PSST vs. Potential GDP
The AS-AD paradigm includes a concept called potential GDP. Mainstream macroeconomists sort of force-feed macroeconomic history into AS-AD by talking about “cyclically-adjusted productivity” when they talk about AS and “trend-adjusted GDP” when they talk about AD.
Consider the following types of events:
1. Capital deepening (adding to the per-worker stock of physical, human, or social capital)
2. Technical innovation
3. Opening up new trading opportunities
In AS-AD, these are all supply-side phenomena that increase potential GDP. When GDP differs from potential, that is by definition a demand-side phenomenon.
WIth the paradigm of Patterns of Sustainable Specialization and Trade, we do not make such a distinction. Things like (1)-(3) are going on all the time. The consequences for employment depend on how resources move from declining to expanding industries. Three possibilties:
(E) Excessive Expectations. Resources move too quickly to what are perceived as expanding sectors. Think of the Internet Bubble, or perhaps the 1928-29 boom in electric utilities. People over-estimate the speed with which new industries can attain profitability, and investors in these industries over-estimate their wealth.
(D) Displacement Downturn. Resources move out of what are perceived as declining sectors before new sectors can absorb them. (The human and physical capital in declining sectors in fact may not have productive value in the new industries. As Tyler Cowen would put it, Zero Marginal Product.) People perceive the wealth decline in displaced sectors before they can realize the gains in new sectors. Alex Tabarrok points me to a literature on this, exemplified by Greenwood and Jovanovic.
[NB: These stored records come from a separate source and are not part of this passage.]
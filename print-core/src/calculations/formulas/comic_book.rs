//! Quantity-interpolated lookup used by the comic book calculator.
//!
//! The breakpoint table for the chosen binding gives the order cost for the
//! reference page count. Other page counts scale it proportionally. The paper
//! upgrade and binding cost are flat per order. The total is rounded to a
//! whole currency unit.

use rust_decimal::Decimal;

use crate::calculations::CalculationError;
use crate::calculations::common::{add, div_quantity, mul, round_half_up, round_whole};
use crate::models::{ComicBookSelection, OptionCost, PriceBreakdown, Widget};
use crate::tables::{ComicBookRates, surcharge};

pub struct ComicBookFormula<'a> {
    rates: &'a ComicBookRates,
}

impl<'a> ComicBookFormula<'a> {
    pub fn new(rates: &'a ComicBookRates) -> Self {
        Self { rates }
    }

    pub fn calculate(
        &self,
        selection: &ComicBookSelection,
    ) -> Result<PriceBreakdown, CalculationError> {
        let quantity = selection.quantity.max(1);
        let base_price = self.base_cost(selection, quantity)?;

        let paper = surcharge(&self.rates.paper_upgrade, &selection.paper);
        let binding = surcharge(&self.rates.binding_cost, &selection.binding);

        let total = round_whole(add(add(base_price, paper)?, binding)?);

        Ok(PriceBreakdown {
            variant: Widget::ComicBook,
            quantity,
            base_price,
            option_costs: vec![
                OptionCost::new("paper", paper),
                OptionCost::new("binding", binding),
            ],
            subtotal: total,
            discount_fraction: Decimal::ZERO,
            discount_amount: Decimal::ZERO,
            total,
            unit_price: round_half_up(div_quantity(total, quantity)?),
            estimated_weight_kg: None,
            delivery: None,
        })
    }

    fn base_cost(
        &self,
        selection: &ComicBookSelection,
        quantity: u32,
    ) -> Result<Decimal, CalculationError> {
        let table = self.rates.table_for(selection.binding)?;
        let cost = table.interpolate_price_with(quantity, self.rates.extrapolation_factor)?;

        let reference = self.rates.reference_pages.max(1);
        if selection.page_count == reference {
            return Ok(cost);
        }

        let scale = Decimal::from(selection.page_count)
            .checked_div(Decimal::from(reference))
            .ok_or(CalculationError::Overflow("division"))?;
        mul(cost, scale)
    }
}
//! Quick quote for a product gallery item.
//!
//! `total = round2(unit_price × material × finish × quantity)`

use rust_decimal::Decimal;

use crate::calculations::CalculationError;
use crate::calculations::common::{div_quantity, mul, round_half_up};
use crate::models::{OptionCost, PriceBreakdown, QuickQuoteSelection, Widget};
use crate::tables::{QuickQuoteRates, rate};

pub struct QuickQuoteFormula<'a> {
    rates: &'a QuickQuoteRates,
}

impl<'a> QuickQuoteFormula<'a> {
    pub fn new(rates: &'a QuickQuoteRates) -> Self {
        Self { rates }
    }

    pub fn calculate(
        &self,
        selection: &QuickQuoteSelection,
    ) -> Result<PriceBreakdown, CalculationError> {
        let quantity = selection.quantity.max(1);
        let material = rate("material", &self.rates.material, &selection.material)?;
        let finish = rate("finish", &self.rates.finish, &selection.finish)?;

        let base_price = mul(selection.unit_price, Decimal::from(quantity))?;
        let with_material = mul(base_price, material)?;
        let total = round_half_up(mul(with_material, finish)?);

        // Each line is the increase over the previous step, so base plus
        // lines equals the unrounded total.
        let option_costs = vec![
            OptionCost::new("material", with_material - base_price),
            OptionCost::new("finish", mul(with_material, finish - Decimal::ONE)?),
        ];

        Ok(PriceBreakdown {
            variant: Widget::QuickQuote,
            quantity,
            base_price,
            option_costs,
            subtotal: total,
            discount_fraction: Decimal::ZERO,
            discount_amount: Decimal::ZERO,
            total,
            unit_price: div_quantity(total, quantity)?,
            estimated_weight_kg: None,
            delivery: None,
        })
    }
}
(G) Goldilocks Growth. Resources move effortlessly and synchronously from declining sectors to expanding sectors. For example, within telecom in the 1990s, we lost jobs related to land lines and gained jobs related to cellular, and it all seemed to go pretty smoothly.
To illustrate the three possibilities, take Ricardo’s classic comparative advantage story. Imagine that we are just about to open up trade between England and Portugal. Ultimately, this is going to cause British labor and capital to shift out of wine and into cloth. If the British clothing industry becomes irrationally exuberant, it may expand too quickly, resulting in the (E) mode. Conversely, if the wine industry is wiped out by imports before its workers can be redeployed into cloth, we have (D). If adjustment is frictionless, we get (G).
I think that the question of how we can have (D) and not (G) is a difficult one. But that is where PSST wants to take the issue.